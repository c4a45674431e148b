//! Terrain damage.
//!
//! The formula is steep in terrain level (36 / 288 / 2916 base damage) and
//! carries a correction factor `1 - 2^-max(0, 8 - r) * r` that
//! goes negative between resistance 5 and 6. The raw value is
//! kept as is and the rounded result is clamped at zero.

use crate::model::{Element, TerrainCell};
use crate::util::format_resistance;

#[derive(Clone, Copy, Debug, PartialEq, Eq)]
pub enum Severity {
    Warning,
    Success,
    /// Only used for the game-over notice.
    Error,
}

/// Outcome of stepping onto one cell.
#[derive(Clone, Copy, Debug, PartialEq)]
pub struct CellDamage {
    pub damage: u32,
    /// Resistance met the cell level; informational only.
    pub absorbed: bool,
    pub element: Option<Element>,
    pub level: u8,
    pub resistance: f64,
}

impl CellDamage {
    const NONE: CellDamage = CellDamage {
        damage: 0,
        absorbed: false,
        element: None,
        level: 0,
        resistance: 0.0,
    };

    /// Player-facing notice: a warning when damage landed, a success when the
    /// resistance absorbed it, nothing otherwise.
    pub fn notice(&self) -> Option<(String, Severity)> {
        let element = self.element?;
        if self.damage > 0 {
            Some((
                format!(
                    "Took {} damage from level-{} {} terrain! (resistance {})",
                    self.damage,
                    self.level,
                    element,
                    format_resistance(self.resistance)
                ),
                Severity::Warning,
            ))
        } else if self.absorbed {
            Some((
                format!(
                    "Your {} {} resistance fully absorbed the damage!",
                    format_resistance(self.resistance),
                    element
                ),
                Severity::Success,
            ))
        } else {
            None
        }
    }
}

pub fn base_damage(level: u8) -> f64 {
    let exponent = i32::from(level);
    let level = f64::from(level);
    level * 12.0 * 3f64.powi(exponent)
}

/// Unrounded damage for a terrain level against `resistance`.
pub fn raw_damage(level: u8, resistance: f64) -> f64 {
    let reduced = (base_damage(level) - resistance * 12.0).max(0.0);
    let correction = 1.0 - 2f64.powf(-(8.0 - resistance).max(0.0)) * resistance;
    reduced * correction
}

pub fn apply_cell(cell: &TerrainCell, resistance: f64) -> CellDamage {
    match *cell {
        TerrainCell::Start | TerrainCell::End => CellDamage::NONE,
        TerrainCell::Normal { element, level } => {
            let raw = raw_damage(level, resistance);
            // Negative raw values come from the correction factor; clamp them.
            let damage = if raw > 0.0 { raw.round() as u32 } else { 0 };
            CellDamage {
                damage,
                absorbed: resistance >= f64::from(level),
                element: Some(element),
                level,
                resistance,
            }
        }
    }
}

#[cfg(test)]
mod tests {
    use super::*;
    use proptest::prelude::*;

    fn cell(level: u8) -> TerrainCell {
        TerrainCell::Normal { element: Element::Fire, level }
    }

    #[test]
    fn base_damage_per_level() {
        assert_eq!(base_damage(1), 36.0);
        assert_eq!(base_damage(2), 288.0);
        assert_eq!(base_damage(3), 2916.0);
    }

    #[test]
    fn endpoints_never_hurt() {
        for r in [0.0, 1.5, 6.0, 40.0] {
            assert_eq!(apply_cell(&TerrainCell::Start, r).damage, 0);
            assert_eq!(apply_cell(&TerrainCell::End, r).damage, 0);
            assert!(apply_cell(&TerrainCell::End, r).notice().is_none());
        }
    }

    #[test]
    fn golden_values() {
        assert_eq!(apply_cell(&cell(1), 0.0).damage, 36);
        assert_eq!(apply_cell(&cell(2), 0.0).damage, 288);
        assert_eq!(apply_cell(&cell(3), 0.0).damage, 2916);
        // (36 - 24) * (1 - 2^-6 * 2) = 11.625
        assert_eq!(apply_cell(&cell(1), 2.0).damage, 12);
        // (288 - 36) * (1 - 2^-5 * 3) = 228.375
        assert_eq!(apply_cell(&cell(2), 3.0).damage, 228);
        // (2916 - 36) * 0.90625 = 2610
        assert_eq!(apply_cell(&cell(3), 3.0).damage, 2610);
    }

    #[test]
    fn negative_correction_clamps_to_zero() {
        // (2916 - 72) * (1 - 2^-2 * 6) = -1422
        assert!(raw_damage(3, 6.0) < 0.0);
        let hit = apply_cell(&cell(3), 6.0);
        assert_eq!(hit.damage, 0);
        assert!(hit.absorbed);
    }

    #[test]
    fn notice_classification() {
        let hurt = apply_cell(&cell(2), 1.0);
        let (msg, severity) = hurt.notice().unwrap();
        assert_eq!(severity, Severity::Warning);
        assert!(msg.contains("level-2 fire"));
        assert!(msg.contains("resistance 1.0"));

        let blocked = apply_cell(&cell(1), 3.0);
        assert_eq!(blocked.damage, 0);
        let (msg, severity) = blocked.notice().unwrap();
        assert_eq!(severity, Severity::Success);
        assert_eq!(msg, "Your 3.0 fire resistance fully absorbed the damage!");
    }

    proptest! {
        #[test]
        fn damage_is_never_negative(level in 1u8..=3, r in 0.0f64..100.0) {
            let hit = apply_cell(&cell(level), r);
            prop_assert!(f64::from(hit.damage) <= base_damage(level));
            prop_assert_eq!(hit.absorbed, r >= f64::from(level));
        }
    }
}
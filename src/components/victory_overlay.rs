use yew::prelude::*;

use crate::model::Difficulty;

#[derive(Properties, PartialEq, Clone)]
pub struct VictoryOverlayProps {
    pub show: bool,
    pub difficulty: Difficulty,
    pub heal: u32,
    pub exp_reward: u32,
    pub acknowledge: Callback<()>,
}

#[function_component]
pub fn VictoryOverlay(props: &VictoryOverlayProps) -> Html {
    if !props.show {
        return html! {};
    }
    let ack_cb = props.acknowledge.clone();
    let ack_btn = Callback::from(move |_| ack_cb.emit(()));
    html! {
        <div style="position:fixed; top:50%; left:50%; transform:translate(-50%, -50%); background:rgba(0,0,0,0.85); border:2px solid #3fb950; padding:24px 32px; border-radius:12px; text-align:center; min-width:320px;">
            <h2 style="margin:0 0 12px 0; color:#3fb950;">{ format!("Victory ({})", props.difficulty) }</h2>
            <p style="margin:4px 0;">{ format!("You reached the end. Health restores by {}.", props.heal) }</p>
            <p style="margin:4px 0;">{ format!("Each equipped item gains {} exp.", props.exp_reward) }</p>
            <div style="margin-top:16px; display:flex; gap:12px; justify-content:center;">
                <button onclick={ack_btn}>{"Continue"}</button>
            </div>
        </div>
    }
}
#[derive(Clone, Debug, PartialEq)]
pub enum EngineAction {
    SelectEquipment { slot: Slot, id: String },
    SetDifficulty(Difficulty),
    StartRun,
    Move(Direction),
    RefreshMap,
    AbandonRun,
    AcknowledgeVictory,
    /// Fired by the view once `game_over_delay_ms` has passed after a lethal move.
    GameOverDelayElapsed,
    AcknowledgeGameOver,
    ResetAllData,
}

pub struct GameEngine<S, R> {
    config: GameConfig,
    store: S,
    generator: MapGenerator<R>,
    profile: PersistentProfile,
    map: Map,
    selection: SelectedEquipment,
    session: Option<SessionState>,
    /// Lethal damage landed; the deferred game-over has not fired yet.
    game_over_scheduled: bool,
    /// Game-over waiting for acknowledgment.
    game_over_prompt: bool,
    notifications: Vec<Notification>,
}

impl<S, R> GameEngine<S, R> {
    /// Hands over every notification raised since the last drain.
    pub fn drain_notifications(&mut self) -> Vec<Notification> {
        std::mem::take(&mut self.notifications)
    }
}

impl<S: KeyValueStore, R: Rng> GameEngine<S, R> {
    /// Restores the profile from `store` and resolves the map for the saved
    /// difficulty. An unresolved game-over from a previous session raises the
    /// prompt straight away and clears the stored flag.
    pub fn load(store: S, rng: R, config: GameConfig) -> Self {
        let profile = PersistentProfile::load(&store, config.max_health);
        let difficulty = profile.difficulty;
        let mut generator = MapGenerator::new(rng);
        let stored = profile.fixed_map(difficulty).cloned();
        let map = match stored.clone() {
            Some(map) => map,
            None => generator.generate(config.settings(difficulty)),
        };
        let mut engine = Self {
            config,
            store,
            generator,
            profile,
            map,
            selection: SelectedEquipment::default(),
            session: None,
            game_over_scheduled: false,
            game_over_prompt: false,
            notifications: Vec::new(),
        };
        if stored.is_none() {
            let map = engine.map.clone();
            if let Some(field) = engine.profile.set_fixed_map(difficulty, Some(map)) {
                engine.commit(field);
            }
        }
        if engine.profile.needs_game_over() {
            info!(health = engine.profile.health, "recovering unresolved game over");
            engine.game_over_prompt = true;
            engine.profile.game_over_pending = false;
            engine.commit(ProfileField::GameOverPending);
        }
        engine
    }

    pub fn dispatch(&mut self, action: EngineAction) {
        debug!(?action, "dispatch");
        match action {
            EngineAction::SelectEquipment { slot, id } => self.select_equipment(slot, &id),
            EngineAction::SetDifficulty(d) => self.set_difficulty(d),
            EngineAction::StartRun => {
                self.start_run();
            }
            EngineAction::Move(dir) => self.move_player(dir),
            EngineAction::RefreshMap => self.refresh_map(),
            EngineAction::AbandonRun => self.abandon_run(),
            EngineAction::AcknowledgeVictory => self.acknowledge_victory(),
            EngineAction::GameOverDelayElapsed => self.game_over_delay_elapsed(),
            EngineAction::AcknowledgeGameOver => self.acknowledge_game_over(),
            EngineAction::ResetAllData => self.reset_all_data(),
        }
    }

    // ---------------- Read-only view inputs -----------------

    pub fn config(&self) -> &GameConfig {
        &self.config
    }

    pub fn map(&self) -> &Map {
        &self.map
    }

    pub fn session(&self) -> Option<&SessionState> {
        self.session.as_ref()
    }

    pub fn selection(&self) -> &SelectedEquipment {
        &self.selection
    }

    pub fn equipment(&self) -> &EquipmentDatabase {
        &self.profile.equipment
    }

    pub fn achievements(&self) -> &Achievements {
        &self.profile.achievements
    }

    pub fn difficulty(&self) -> Difficulty {
        self.profile.difficulty
    }

    /// Profile health; follows the run's health after every damaging move.
    pub fn health(&self) -> u32 {
        self.profile.health
    }

    pub fn resistances(&self) -> Resistances {
        Resistances::from_selection(&self.selection, &self.profile.equipment)
    }

    pub fn game_over_scheduled(&self) -> bool {
        self.game_over_scheduled
    }

    pub fn game_over_prompt(&self) -> bool {
        self.game_over_prompt
    }

    pub fn can_start(&self) -> bool {
        self.session.is_none()
            && !self.game_over_prompt
            && !self.game_over_scheduled
            && self.profile.health > 0
            && self.selection.is_complete(&self.profile.equipment)
    }

    pub fn can_refresh_map(&self) -> bool {
        self.session.is_none() && !self.profile.difficulty.has_fixed_map()
    }

    // ---------------- Commands -----------------

    /// Unknown ids and selections made mid-run are ignored.
    pub fn select_equipment(&mut self, slot: Slot, id: &str) {
        if self.session.is_some() {
            return;
        }
        if self.profile.equipment.find(slot, id).is_none() {
            debug!(?slot, id, "unknown equipment id, ignoring");
            return;
        }
        self.selection.set(slot, Some(id.to_string()));
    }

    /// Easy and Normal get a fresh map on every selection; Hard and Expert
    /// reuse their stored map, generating it only when none exists.
    pub fn set_difficulty(&mut self, difficulty: Difficulty) {
        if self.session.is_some() {
            return;
        }
        self.profile.difficulty = difficulty;
        self.commit(ProfileField::Difficulty);
        self.map = self.resolve_map(difficulty);
        info!(?difficulty, "difficulty selected");
    }

    pub fn refresh_map(&mut self) {
        if !self.can_refresh_map() {
            debug!(difficulty = ?self.profile.difficulty, "map refresh not allowed");
            return;
        }
        self.map = self.generator.generate(self.config.settings(self.profile.difficulty));
    }

    /// Returns whether a run was started.
    pub fn start_run(&mut self) -> bool {
        if !self.can_start() {
            debug!("start refused");
            return false;
        }
        let resistances = self.resistances();
        self.session = Some(SessionState::new(self.map.clone(), resistances, self.profile.health));
        info!(
            difficulty = ?self.profile.difficulty,
            health = self.profile.health,
            fire = resistances.fire,
            storm = resistances.storm,
            ice = resistances.ice,
            "run started"
        );
        true
    }

    pub fn move_player(&mut self, dir: Direction) {
        let Some(session) = self.session.as_mut() else { return };
        match session.step(dir) {
            MoveResult::Ignored => {}
            MoveResult::Moved { to, hit } => {
                debug!(row = to.row, col = to.col, damage = hit.damage, health = session.health, "moved");
                let health = session.health;
                self.push_terrain_notice(hit.notice());
                if hit.damage > 0 {
                    self.profile.health = health;
                    self.commit(ProfileField::Health);
                }
            }
            MoveResult::ReachedEnd { .. } => {
                info!(health = session.health, "reached the end");
            }
            MoveResult::Died { to, hit } => {
                info!(row = to.row, col = to.col, damage = hit.damage, "health exhausted");
                self.push_terrain_notice(hit.notice());
                self.profile.health = 0;
                self.commit(ProfileField::Health);
                self.profile.game_over_pending = true;
                self.commit(ProfileField::GameOverPending);
                self.game_over_scheduled = true;
            }
        }
    }

    /// Leaves an active run; damage taken so far stays taken.
    pub fn abandon_run(&mut self) {
        if self.session.as_ref().is_some_and(SessionState::is_active) {
            self.session = None;
            info!(health = self.profile.health, "run abandoned");
        }
    }

    /// Applies victory rewards and returns to selection. Progression and the
    /// selection that points at it are updated in the same step.
    pub fn acknowledge_victory(&mut self) {
        let won = self.session.as_ref().is_some_and(|s| s.outcome == Outcome::Won);
        if !won {
            return;
        }
        let Some(session) = self.session.take() else { return };
        let difficulty = self.profile.difficulty;
        let reward = self.config.settings(difficulty).exp_reward;

        self.profile.health = session
            .health
            .saturating_add(self.config.victory_heal)
            .min(self.config.max_health);
        self.commit(ProfileField::Health);

        self.profile.achievements.record_win(difficulty);
        self.commit(ProfileField::Achievements);

        reward_equipped(&mut self.profile.equipment, &self.selection, reward);
        self.commit(ProfileField::Equipment);

        let map = self.generator.generate(self.config.settings(difficulty));
        if let Some(field) = self.profile.set_fixed_map(difficulty, Some(map.clone())) {
            self.commit(field);
        }
        self.map = map;

        info!(?difficulty, health = self.profile.health, reward, "victory");
        self.notifications.push(Notification::Victory { difficulty, health: self.profile.health });
    }

    /// The deferred half of a defeat. Fires even if the profile was reset in
    /// the meantime.
    pub fn game_over_delay_elapsed(&mut self) {
        if !self.game_over_scheduled {
            return;
        }
        self.game_over_scheduled = false;
        self.session = None;
        self.game_over_prompt = true;
        info!("game over");
        self.notifications.push(Notification::GameOver);
    }

    pub fn acknowledge_game_over(&mut self) {
        if !self.game_over_prompt {
            return;
        }
        self.game_over_prompt = false;
        self.reset_all_data();
    }

    /// Factory equipment, zeroed achievements, no fixed maps, full health,
    /// no pending game-over, empty selection and a fresh map for the active
    /// difficulty. The difficulty itself is kept. The fresh map is never stored
    /// as a fixed map; the next Hard/Expert selection generates its own.
    pub fn reset_all_data(&mut self) {
        let difficulty = self.profile.difficulty;
        self.profile = PersistentProfile {
            difficulty,
            ..PersistentProfile::new(self.config.max_health)
        };
        self.selection = SelectedEquipment::default();
        self.session = None;
        if let Err(e) = self.profile.save_all(&mut self.store) {
            warn!(error = %e, "failed to persist reset profile");
        }
        self.map = self.generator.generate(self.config.settings(difficulty));
        info!(?difficulty, "all data reset");
    }

    // ---------------- Internals -----------------

    fn resolve_map(&mut self, difficulty: Difficulty) -> Map {
        if let Some(fixed) = self.profile.fixed_map(difficulty) {
            return fixed.clone();
        }
        let map = self.generator.generate(self.config.settings(difficulty));
        if let Some(field) = self.profile.set_fixed_map(difficulty, Some(map.clone())) {
            debug!(?difficulty, "fixed map generated");
            self.commit(field);
        }
        map
    }

    fn push_terrain_notice(&mut self, notice: Option<(String, Severity)>) {
        if let Some((message, severity)) = notice {
            self.notifications.push(Notification::Terrain { message, severity });
        }
    }

    /// Storage failures never abort a command; memory stays authoritative.
    fn commit(&mut self, field: ProfileField) {
        if let Err(e) = self.profile.save(&mut self.store, field) {
            warn!(key = field.key(), error = %e, "failed to persist profile field");
        }
    }
}

/// Shared engine for the view's reducer. Each dispatch bumps `version` so
/// components re-render.
pub struct EngineHandle<S, R> {
    engine: Rc<RefCell<GameEngine<S, R>>>,
    pub version: u64,
}

impl<S, R> EngineHandle<S, R> {
    pub fn new(engine: GameEngine<S, R>) -> Self {
        Self { engine: Rc::new(RefCell::new(engine)), version: 0 }
    }

    pub fn engine(&self) -> Ref<'_, GameEngine<S, R>> {
        self.engine.borrow()
    }

    pub fn drain_notifications(&self) -> Vec<Notification> {
        self.engine.borrow_mut().drain_notifications()
    }
}

impl<S, R> PartialEq for EngineHandle<S, R> {
    fn eq(&self, other: &Self) -> bool {
        Rc::ptr_eq(&self.engine, &other.engine) && self.version == other.version
    }
}

impl<S: KeyValueStore + 'static, R: Rng + 'static> Reducible for EngineHandle<S, R> {
    type Action = EngineAction;

    fn reduce(self: Rc<Self>, action: Self::Action) -> Rc<Self> {
        self.engine.borrow_mut().dispatch(action);
        Rc::new(Self {
            engine: Rc::clone(&self.engine),
            version: self.version.wrapping_add(1),
        })
    }
}
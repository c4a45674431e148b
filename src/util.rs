// Presentation helpers shared by the view components

/// Resistance for display, one decimal place. Internal math keeps full precision.
pub fn format_resistance(value: f64) -> String {
    format!("{:.1}", value)
}

/// Health bar colour band.
pub fn health_color(health: u32, max_health: u32) -> &'static str {
    let max = max_health.max(1);
    if health * 2 > max {
        "#3fb950"
    } else if health * 5 > max {
        "#d29922"
    } else {
        "#f85149"
    }
}

/// Millisecond delay in the form `setTimeout` takes, saturating at `i32::MAX`.
pub fn timeout_ms(ms: u32) -> i32 {
    i32::try_from(ms).unwrap_or(i32::MAX)
}
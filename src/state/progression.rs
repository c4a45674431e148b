// Equipment experience and level-ups
use tracing::debug;

use crate::model::{EquipmentDatabase, EquipmentItem, SelectedEquipment};

/// Adds `amount` experience, levelling up as many times as the total allows.
/// Each level-up costs the current requirement and raises the next one by
/// half, rounded down. Returns the number of levels gained.
pub fn grant_exp(item: &mut EquipmentItem, amount: u32) -> u32 {
    item.exp = item.exp.saturating_add(amount);
    let mut gained = 0;
    while item.exp >= item.exp_to_next_level {
        item.exp -= item.exp_to_next_level;
        item.level += 1;
        item.exp_to_next_level = next_requirement(item.exp_to_next_level);
        gained += 1;
    }
    gained
}

fn next_requirement(current: u32) -> u32 {
    // floor(x * 1.5) in integers; never below 1 so the loop always ends.
    current.saturating_add(current / 2).max(1)
}

/// Rewards every equipped item in place. Selection holds ids only, so it
/// resolves to the updated entries without a separate refresh.
pub fn reward_equipped(db: &mut EquipmentDatabase, selection: &SelectedEquipment, amount: u32) {
    for slot in crate::model::Slot::ALL {
        let Some(id) = selection.get(slot) else { continue };
        let Some(item) = db.find_mut(slot, id) else { continue };
        let levels = grant_exp(item, amount);
        debug!(item = %item.id, amount, levels, level = item.level, exp = item.exp, "granted exp");
    }
}

#[cfg(test)]
mod tests {
    use super::*;
    use crate::model::Slot;
    use proptest::prelude::*;

    fn fresh() -> EquipmentItem {
        EquipmentDatabase::default().body[1].clone()
    }

    #[test]
    fn below_threshold_only_accumulates() {
        let mut item = fresh();
        assert_eq!(grant_exp(&mut item, 80), 0);
        assert_eq!((item.level, item.exp, item.exp_to_next_level), (1, 80, 100));
    }

    #[test]
    fn exact_threshold_levels_once() {
        let mut item = fresh();
        assert_eq!(grant_exp(&mut item, 100), 1);
        assert_eq!((item.level, item.exp, item.exp_to_next_level), (2, 0, 150));
    }

    #[test]
    fn overflow_carries_into_next_level() {
        let mut item = fresh();
        grant_exp(&mut item, 120);
        assert_eq!((item.level, item.exp, item.exp_to_next_level), (2, 20, 150));
    }

    #[test]
    fn large_grant_spans_levels() {
        let mut item = fresh();
        // 100 + 150 + 225 = 475
        assert_eq!(grant_exp(&mut item, 500), 3);
        assert_eq!((item.level, item.exp, item.exp_to_next_level), (4, 25, 337));
    }

    #[test]
    fn requirement_floors() {
        assert_eq!(next_requirement(150), 225);
        assert_eq!(next_requirement(225), 337);
        assert_eq!(next_requirement(1), 1);
    }

    #[test]
    fn reward_skips_empty_slots() {
        let mut db = EquipmentDatabase::default();
        let sel = SelectedEquipment { head: Some("head2".into()), ..Default::default() };
        reward_equipped(&mut db, &sel, 120);
        assert_eq!(db.find(Slot::Head, "head2").map(|i| (i.level, i.exp)), Some((2, 20)));
        assert_eq!(db.find(Slot::Head, "head1").map(|i| i.exp), Some(0));
        assert!(db.body.iter().chain(db.feet.iter()).all(|i| i.exp == 0 && i.level == 1));
    }

    proptest! {
        #[test]
        fn exp_stays_below_requirement(grants in prop::collection::vec(0u32..2_000, 1..20)) {
            let mut item = fresh();
            for g in grants {
                grant_exp(&mut item, g);
                prop_assert!(item.exp < item.exp_to_next_level);
                prop_assert!(item.level >= 1);
            }
        }
    }
}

· · · · · · ·

= Assignment =
This exercise requires the number of lines in the entries holding the word "kept", written alone.

= Written reply =
2